━━━━━ Supplied entries ━━━━━

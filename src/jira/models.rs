//! Jira REST API v2 payloads used by the search and issue endpoints.

use serde::{Deserialize, Serialize};

use crate::utils::extension_of;

/// Offset into the search result set (`startAt` in Jira terms)
#[derive(Clone, Copy, Debug, Default, PartialEq, Eq, Serialize, Deserialize)]
#[serde(transparent)]
pub struct PageToken(pub u32);

impl PageToken {
    /// Offset of the first issue on this page
    pub fn start_at(&self) -> u32 {
        self.0
    }
}

/// One page of search results, as seen by the pipeline
#[derive(Clone, Debug, Default)]
pub struct SearchPage {
    /// Issues on this page, in server order
    pub issues: Vec<IssueRef>,
    /// Token for the following page, `None` when this was the last one
    pub next_page: Option<PageToken>,
    /// Total number of matching issues, when the server reports it
    pub total: Option<u32>,
}

/// Raw `/rest/api/2/search` response
#[derive(Debug, Deserialize)]
#[serde(rename_all = "camelCase")]
pub(crate) struct SearchResponse {
    #[serde(default)]
    pub start_at: u32,
    #[serde(default)]
    pub total: Option<u32>,
    #[serde(default)]
    pub issues: Vec<IssueRef>,
}

impl SearchResponse {
    /// Convert into a [`SearchPage`], computing the next offset the way the
    /// Jira pagination contract describes it.
    pub(crate) fn into_page(self) -> SearchPage {
        let fetched = self.issues.len() as u32;
        let next_start = self.start_at.saturating_add(fetched);
        let next_page = match self.total {
            Some(total) if fetched > 0 && next_start < total => Some(PageToken(next_start)),
            _ => None,
        };
        SearchPage {
            issues: self.issues,
            next_page,
            total: self.total,
        }
    }
}

/// Minimal issue reference returned by search
#[derive(Clone, Debug, Deserialize, Serialize, PartialEq, Eq)]
pub struct IssueRef {
    /// Numeric issue id (as a string)
    #[serde(default)]
    pub id: Option<String>,
    /// Issue key, e.g. `SOC-42`
    pub key: String,
}

impl IssueRef {
    /// Reference an issue by key only
    pub fn new(key: impl Into<String>) -> Self {
        Self {
            id: None,
            key: key.into(),
        }
    }
}

/// Full issue record with the fields this crate reads
#[derive(Clone, Debug, Default, Deserialize, Serialize)]
pub struct Issue {
    /// Issue key
    pub key: String,
    /// Issue fields
    #[serde(default)]
    pub fields: IssueFields,
}

impl Issue {
    /// Attachments in server order
    pub fn attachments(&self) -> &[Attachment] {
        &self.fields.attachment
    }

    /// Comments in server order (empty when comments were not requested)
    pub fn comments(&self) -> &[Comment] {
        self.fields
            .comment
            .as_ref()
            .map(|page| page.comments.as_slice())
            .unwrap_or_default()
    }
}

/// Issue fields (`?fields=attachment,comment`)
#[derive(Clone, Debug, Default, Deserialize, Serialize)]
pub struct IssueFields {
    /// Attachments on the issue
    #[serde(default)]
    pub attachment: Vec<Attachment>,
    /// Comment page
    #[serde(default)]
    pub comment: Option<CommentPage>,
}

/// Attachment metadata
#[derive(Clone, Debug, Default, Deserialize, Serialize)]
#[serde(rename_all = "camelCase")]
pub struct Attachment {
    /// Opaque id used to download the bytes
    pub id: String,
    /// File name as uploaded
    #[serde(default)]
    pub filename: Option<String>,
    /// Content URL
    #[serde(default)]
    pub content: Option<String>,
    /// MIME type reported by the server
    #[serde(default)]
    pub mime_type: Option<String>,
    /// Size in bytes
    #[serde(default)]
    pub size: Option<u64>,
}

impl Attachment {
    /// The reference used to name and classify the attachment: the content
    /// URL, falling back to the uploaded file name.
    pub fn content_ref(&self) -> &str {
        self.content
            .as_deref()
            .or(self.filename.as_deref())
            .unwrap_or_default()
    }

    /// The reference whose file name drives classification and naming: the
    /// content URL when it carries an extension, otherwise the uploaded file
    /// name. Jira Cloud content URLs end in the bare attachment id.
    pub fn naming_ref(&self) -> &str {
        match (self.content.as_deref(), self.filename.as_deref()) {
            (Some(content), Some(filename)) if extension_of(content).is_none() => filename,
            _ => self.content_ref(),
        }
    }
}

/// Comment container embedded in issue fields
#[derive(Clone, Debug, Default, Deserialize, Serialize)]
pub struct CommentPage {
    /// Comments in server order
    #[serde(default)]
    pub comments: Vec<Comment>,
}

/// Issue comment
#[derive(Clone, Debug, Default, Deserialize, Serialize)]
pub struct Comment {
    /// Comment id
    #[serde(default)]
    pub id: Option<String>,
    /// Comment author
    #[serde(default)]
    pub author: Option<User>,
}

/// Jira user as embedded in comments
#[derive(Clone, Debug, Default, Deserialize, Serialize)]
#[serde(rename_all = "camelCase")]
pub struct User {
    /// Username (Jira Server)
    #[serde(default)]
    pub name: Option<String>,
    /// Display name
    #[serde(default)]
    pub display_name: Option<String>,
    /// Account id (Jira Cloud)
    #[serde(default)]
    pub account_id: Option<String>,
}

impl User {
    /// Best available identifier: name, then display name, then account id
    pub fn label(&self) -> Option<&str> {
        [&self.name, &self.display_name, &self.account_id]
            .into_iter()
            .filter_map(|value| value.as_deref())
            .find(|value| !value.trim().is_empty())
    }
}

#[allow(clippy::unwrap_used, clippy::expect_used)]
#[cfg(test)]
mod tests {
    use super::*;

    #[test]
    fn search_response_computes_next_page() {
        let response: SearchResponse = serde_json::from_str(
            r#"{"startAt": 0, "maxResults": 2, "total": 5,
                "issues": [{"id": "1", "key": "SOC-1"}, {"id": "2", "key": "SOC-2"}]}"#,
        )
        .unwrap();
        let page = response.into_page();
        assert_eq!(page.issues.len(), 2);
        assert_eq!(page.next_page, Some(PageToken(2)));
        assert_eq!(page.total, Some(5));
    }

    #[test]
    fn last_or_empty_page_has_no_successor() {
        let last: SearchResponse = serde_json::from_str(
            r#"{"startAt": 4, "total": 5, "issues": [{"key": "SOC-5"}]}"#,
        )
        .unwrap();
        assert_eq!(last.into_page().next_page, None);

        // An empty page must not loop forever even if total claims more
        let empty: SearchResponse =
            serde_json::from_str(r#"{"startAt": 0, "total": 10, "issues": []}"#).unwrap();
        assert_eq!(empty.into_page().next_page, None);
    }

    #[test]
    fn issue_exposes_attachments_and_comments() {
        let issue: Issue = serde_json::from_str(
            r#"{"key": "SOC-1", "fields": {
                "attachment": [{"id": "10001", "filename": "shot.PNG",
                    "content": "https://jira.example.com/secure/attachment/10001/shot.PNG",
                    "mimeType": "image/png", "size": 12}],
                "comment": {"comments": [
                    {"id": "1", "author": {"name": "alice"}},
                    {"id": "2", "author": {"displayName": "Bob B"}}
                ]}
            }}"#,
        )
        .unwrap();

        assert_eq!(issue.attachments().len(), 1);
        assert_eq!(issue.attachments()[0].mime_type.as_deref(), Some("image/png"));
        assert_eq!(
            issue.attachments()[0].content_ref(),
            "https://jira.example.com/secure/attachment/10001/shot.PNG"
        );
        let authors: Vec<_> = issue
            .comments()
            .iter()
            .filter_map(|c| c.author.as_ref().and_then(User::label))
            .collect();
        assert_eq!(authors, vec!["alice", "Bob B"]);
    }

    #[test]
    fn issue_without_fields_is_empty() {
        let issue: Issue = serde_json::from_str(r#"{"key": "SOC-9"}"#).unwrap();
        assert!(issue.attachments().is_empty());
        assert!(issue.comments().is_empty());
    }

    #[test]
    fn attachment_falls_back_to_filename() {
        let attachment = Attachment {
            id: "1".into(),
            filename: Some("diagram.svg".into()),
            ..Default::default()
        };
        assert_eq!(attachment.content_ref(), "diagram.svg");
        assert_eq!(attachment.naming_ref(), "diagram.svg");
    }

    #[test]
    fn naming_uses_filename_when_content_url_has_no_extension() {
        let cloud = Attachment {
            id: "10001".into(),
            filename: Some("shot.png".into()),
            content: Some("https://acme.atlassian.net/rest/api/2/attachment/content/10001".into()),
            ..Default::default()
        };
        assert_eq!(
            cloud.content_ref(),
            "https://acme.atlassian.net/rest/api/2/attachment/content/10001"
        );
        assert_eq!(cloud.naming_ref(), "shot.png");

        let server = Attachment {
            id: "10002".into(),
            filename: Some("renamed.gif".into()),
            content: Some("https://jira.example.com/secure/attachment/10002/shot.png".into()),
            ..Default::default()
        };
        assert_eq!(
            server.naming_ref(),
            "https://jira.example.com/secure/attachment/10002/shot.png"
        );
    }

    #[test]
    fn user_label_skips_blank_values() {
        let user = User {
            name: Some("  ".into()),
            display_name: None,
            account_id: Some("5b10ac8d82e05b22cc7d4ef5".into()),
        };
        assert_eq!(user.label(), Some("5b10ac8d82e05b22cc7d4ef5"));
    }
}
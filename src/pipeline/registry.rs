//! Run-scoped destination name reservation.

use crate::error::{Error, Result};
use crate::utils::candidate_name;
use std::collections::HashSet;
use std::path::{Path, PathBuf};
use tokio::sync::Mutex;

/// Maximum number of rename attempts when resolving file collisions
const MAX_RENAME_ATTEMPTS: u32 = 9999;

/// Hands out destination paths that are unique within a run and do not
/// collide with files already in the output directory.
///
/// A name is claimed on disk (create-new) while the registry lock is held,
/// so concurrent reservations and files created by other processes in the
/// meantime are both handled.
pub struct FilenameRegistry {
    dir: PathBuf,
    taken: Mutex<HashSet<String>>,
}

impl FilenameRegistry {
    /// Create an empty registry for `dir`
    pub fn new(dir: impl Into<PathBuf>) -> Self {
        Self {
            dir: dir.into(),
            taken: Mutex::new(HashSet::new()),
        }
    }

    /// Directory names are reserved in
    pub fn dir(&self) -> &Path {
        &self.dir
    }

    /// Reserve `stem.ext`, or the first free `stem (n).ext`, and create it empty.
    pub async fn reserve(&self, stem: &str, extension: &str) -> Result<PathBuf> {
        let mut taken = self.taken.lock().await;

        for round in 0..=MAX_RENAME_ATTEMPTS {
            let name = candidate_name(stem, extension, round);
            if taken.contains(&name) {
                continue;
            }
            let path = self.dir.join(&name);
            match tokio::fs::OpenOptions::new()
                .write(true)
                .create_new(true)
                .open(&path)
                .await
            {
                Ok(_) => {
                    taken.insert(name);
                    return Ok(path);
                }
                Err(e) if e.kind() == std::io::ErrorKind::AlreadyExists => {
                    // Pre-existing file; never overwrite it
                    taken.insert(name);
                }
                Err(e) => return Err(Error::Io(e)),
            }
        }

        Err(Error::FileCollision {
            path: self.dir.join(candidate_name(stem, extension, 0)),
            reason: format!(
                "Could not find unique filename after {} attempts",
                MAX_RENAME_ATTEMPTS
            ),
        })
    }

    /// Remove a reserved file from disk after its task failed.
    ///
    /// The name stays taken for the rest of the run.
    pub async fn release(&self, path: &Path) {
        match tokio::fs::remove_file(path).await {
            Ok(()) => {}
            Err(e) if e.kind() == std::io::ErrorKind::NotFound => {}
            Err(e) => {
                tracing::warn!(path = %path.display(), error = %e, "Failed to remove partial file");
            }
        }
    }

    /// Number of names taken so far (reserved or found on disk)
    pub async fn taken_count(&self) -> usize {
        self.taken.lock().await.len()
    }
}
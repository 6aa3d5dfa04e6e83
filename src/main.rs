//! Binary entrypoint for the `jira-attachment-dl` CLI.

use std::process::ExitCode;

use jira_attachment_dl::cli::{self, Cli};
use tracing_subscriber::EnvFilter;

#[tokio::main]
async fn main() -> ExitCode {
    // A missing .env file is fine; real environment variables still apply
    dotenvy::dotenv().ok();

    tracing_subscriber::fmt()
        .with_env_filter(
            EnvFilter::try_from_default_env().unwrap_or_else(|_| EnvFilter::new("warn")),
        )
        .with_writer(std::io::stderr)
        .init();

    let args = Cli::parse_args();
    match cli::run(args).await {
        Ok(outcome) => outcome.exit_code(),
        Err(err) => {
            tracing::error!(code = err.error_code(), error = %err, "Run failed");
            eprintln!("error: {err}");
            ExitCode::FAILURE
        }
    }
}
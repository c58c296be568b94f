//! Interleaved byte/codepoint input.
//!
//! Terminal streams mix raw control bytes with UTF-8 text, so the reader
//! pulls one byte at a time and speculatively starts an incremental decode
//! on any valid lead byte. A completed sequence yields a single decoded
//! scalar; a failed or truncated attempt replays every collected byte
//! individually through the raw path, so nothing is ever dropped. Every byte
//! read is appended to the caller's accumulator before it is yielded in any
//! form, which lets the parser hand byte-exact input spans to its actor.

use std::io::{ErrorKind, Read};

use nix::errno::Errno;
use utf8parse::Receiver;

use crate::parser::Error;

/// One unit of input pulled from the source.
#[derive(Debug, Clone, Copy, PartialEq, Eq)]
pub(crate) enum Input {
    /// A byte outside any successful UTF-8 decode.
    Raw(u8),
    /// A scalar value decoded from a multi-byte UTF-8 sequence.
    Decoded(char),
}

/// Result of feeding one byte to the incremental decoder.
#[derive(Debug, Default, Clone, Copy)]
enum Step {
    #[default]
    Pending,
    Complete(char),
    Invalid,
}

#[derive(Default)]
struct Sink {
    step: Step,
}

impl Receiver for Sink {
    fn codepoint(&mut self, c: char) {
        self.step = Step::Complete(c);
    }

    fn invalid_sequence(&mut self) {
        self.step = Step::Invalid;
    }
}

#[derive(Default)]
struct Utf8Decoder {
    inner: utf8parse::Parser,
}

impl Utf8Decoder {
    fn advance(&mut self, byte: u8) -> Step {
        let mut sink = Sink::default();
        self.inner.advance(&mut sink, byte);
        sink.step
    }
}

pub(crate) struct Reader<R> {
    source: R,
    /// Bytes of an abandoned decode attempt, replayed before new reads.
    replay: Vec<u8>,
}

impl<R: Read> Reader<R> {
    pub(crate) fn new(source: R) -> Self {
        Self {
            source,
            replay: Vec::new(),
        }
    }

    /// Pull the next tagged input value, or `None` at end of stream.
    pub(crate) fn next(
        &mut self,
        raw: &mut Vec<u8>,
    ) -> Result<Option<Input>, Error> {
        if !self.replay.is_empty() {
            return Ok(Some(Input::Raw(self.replay.remove(0))));
        }

        let Some(byte) = self.read_byte(raw)? else {
            return Ok(None);
        };

        if !(0xc2..=0xf4).contains(&byte) {
            return Ok(Some(Input::Raw(byte)));
        }

        self.decode(byte, raw)
    }

    /// Speculatively decode a UTF-8 sequence starting at `lead`.
    fn decode(
        &mut self,
        lead: u8,
        raw: &mut Vec<u8>,
    ) -> Result<Option<Input>, Error> {
        let mut decoder = Utf8Decoder::default();
        let mut pending = vec![lead];
        let mut step = decoder.advance(lead);

        loop {
            match step {
                Step::Complete(c) => return Ok(Some(Input::Decoded(c))),
                Step::Invalid => break,
                Step::Pending => {}
            }
            let Some(byte) = self.read_byte(raw)? else {
                // Stream ended inside the sequence.
                break;
            };
            pending.push(byte);
            step = decoder.advance(byte);
        }

        // Abandoned attempt: the first collected byte is yielded now, the
        // rest are queued for the following calls.
        self.replay.extend(pending.drain(1..));
        Ok(Some(Input::Raw(pending[0])))
    }

    fn read_byte(&mut self, raw: &mut Vec<u8>) -> Result<Option<u8>, Error> {
        let mut buf = [0u8; 1];
        loop {
            match self.source.read(&mut buf) {
                Ok(0) => return Ok(None),
                Ok(_) => {
                    raw.push(buf[0]);
                    return Ok(Some(buf[0]));
                }
                Err(err) if err.kind() == ErrorKind::Interrupted => {}
                // A hung-up pty reports EIO on read; that is end of stream,
                // not a failure.
                Err(err) if err.raw_os_error() == Some(Errno::EIO as i32) => {
                    return Ok(None);
                }
                Err(err) => return Err(Error::Read(err)),
            }
        }
    }
}

#[cfg(test)]
mod tests {
    use super::*;
    use std::io;

    fn drain(bytes: &[u8]) -> (Vec<Input>, Vec<u8>) {
        let mut reader = Reader::new(bytes);
        let mut raw = Vec::new();
        let mut inputs = Vec::new();
        while let Some(input) = reader.next(&mut raw).unwrap() {
            inputs.push(input);
        }
        (inputs, raw)
    }

    #[test]
    fn ascii_and_controls_stay_raw() {
        let (inputs, raw) = drain(b"a\x1b[");
        assert_eq!(
            inputs,
            [Input::Raw(b'a'), Input::Raw(0x1b), Input::Raw(b'[')]
        );
        assert_eq!(raw, b"a\x1b[");
    }

    #[test]
    fn decodes_multibyte_sequences() {
        let (inputs, raw) = drain("é\u{1f44b}".as_bytes());
        assert_eq!(
            inputs,
            [Input::Decoded('é'), Input::Decoded('\u{1f44b}')]
        );
        assert_eq!(raw, "é\u{1f44b}".as_bytes());
    }

    #[test]
    fn invalid_continuation_replays_all_bytes() {
        // 0xC3 starts a two-byte sequence but '(' is not a continuation.
        let (inputs, raw) = drain(b"\xc3\x28x");
        assert_eq!(
            inputs,
            [Input::Raw(0xc3), Input::Raw(0x28), Input::Raw(b'x')]
        );
        assert_eq!(raw, b"\xc3\x28x");
    }

    #[test]
    fn overlong_sequence_replays_all_bytes() {
        // 0xE0 0x80 is an overlong encoding; both bytes come back raw.
        let (inputs, raw) = drain(b"\xe0\x80");
        assert_eq!(inputs, [Input::Raw(0xe0), Input::Raw(0x80)]);
        assert_eq!(raw, b"\xe0\x80");
    }

    #[test]
    fn truncated_sequence_at_eof_replays_bytes() {
        let (inputs, raw) = drain(b"a\xf0\x9f");
        assert_eq!(
            inputs,
            [Input::Raw(b'a'), Input::Raw(0xf0), Input::Raw(0x9f)]
        );
        assert_eq!(raw, b"a\xf0\x9f");
    }

    #[test]
    fn stray_continuation_bytes_stay_raw() {
        // 0x80..=0xC1 are never valid lead bytes.
        let (inputs, _) = drain(b"\x80\xc1");
        assert_eq!(inputs, [Input::Raw(0x80), Input::Raw(0xc1)]);
    }

    struct Hangup<'a> {
        bytes: &'a [u8],
    }

    impl Read for Hangup<'_> {
        fn read(&mut self, buf: &mut [u8]) -> io::Result<usize> {
            if self.bytes.is_empty() {
                return Err(io::Error::from_raw_os_error(Errno::EIO as i32));
            }
            self.bytes.read(buf)
        }
    }

    #[test]
    fn eio_counts_as_end_of_stream() {
        let mut reader = Reader::new(Hangup { bytes: b"ok" });
        let mut raw = Vec::new();
        assert_eq!(reader.next(&mut raw).unwrap(), Some(Input::Raw(b'o')));
        assert_eq!(reader.next(&mut raw).unwrap(), Some(Input::Raw(b'k')));
        assert_eq!(reader.next(&mut raw).unwrap(), None);
    }

    struct Broken;

    impl Read for Broken {
        fn read(&mut self, _buf: &mut [u8]) -> io::Result<usize> {
            Err(io::Error::other("device unplugged"))
        }
    }

    #[test]
    fn other_io_errors_are_fatal() {
        let mut reader = Reader::new(Broken);
        let mut raw = Vec::new();
        assert!(matches!(reader.next(&mut raw), Err(Error::Read(_))));
    }

    struct Interrupting<'a> {
        bytes: &'a [u8],
        interrupted: bool,
    }

    impl Read for Interrupting<'_> {
        fn read(&mut self, buf: &mut [u8]) -> io::Result<usize> {
            if !self.interrupted {
                self.interrupted = true;
                return Err(io::Error::from(ErrorKind::Interrupted));
            }
            self.bytes.read(buf)
        }
    }

    #[test]
    fn interrupted_reads_are_retried() {
        let mut reader = Reader::new(Interrupting {
            bytes: b"x",
            interrupted: false,
        });
        let mut raw = Vec::new();
        assert_eq!(reader.next(&mut raw).unwrap(), Some(Input::Raw(b'x')));
    }
}
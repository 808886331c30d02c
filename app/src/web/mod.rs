// orderdesk_app/src/web/mod.rs

pub mod extractors;
pub mod handlers;
pub mod routes;

pub use routes::configure_app_routes;
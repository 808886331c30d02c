// orderdesk/src/store/mod.rs

//! Persistence interfaces. Services only see these traits; a backend can be
//! SQL, an embedded key-value store or the in-memory maps in `memory`.
//!
//! Backends report faults as `anyhow::Error`. Services do not retry and do not
//! inspect them.

pub mod memory;

use async_trait::async_trait;
use chrono::{DateTime, Utc};
use uuid::Uuid;

use crate::models::{NewOrder, Order, Product};

#[async_trait]
pub trait ProductStore: Send + Sync {
  async fn get(&self, id: Uuid) -> anyhow::Result<Option<Product>>;

  /// Every stored product, ordered by name then id.
  async fn find_all(&self) -> anyhow::Result<Vec<Product>>;

  /// One batch lookup. Unknown ids are skipped; result order is unspecified.
  async fn find_all_by_ids(&self, ids: &[Uuid]) -> anyhow::Result<Vec<Product>>;

  /// Inserts, or replaces the product with the same id.
  async fn save(&self, product: Product) -> anyhow::Result<Product>;
}

#[async_trait]
pub trait OrderStore: Send + Sync {
  async fn get(&self, id: Uuid) -> anyhow::Result<Option<Order>>;

  /// Persists the order with its line items and stamps `created_at`.
  async fn save(&self, order: NewOrder) -> anyhow::Result<Order>;

  /// Orders with `start <= created_at <= end`, oldest first.
  async fn find_by_created_between(&self, start: DateTime<Utc>, end: DateTime<Utc>) -> anyhow::Result<Vec<Order>>;
}
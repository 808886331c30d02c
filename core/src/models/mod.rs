// orderdesk/src/models/mod.rs

//! Plain data records. Persistence lives behind the traits in `crate::store`.

pub mod order;
pub mod product;

pub use order::{LineItem, NewOrder, Order};
pub use product::{NewProduct, Product, ProductPatch};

━━━━━

• [Your assignment] Only the number should be given: how many lines of the data contain the word "files"?

• [Expected output] 2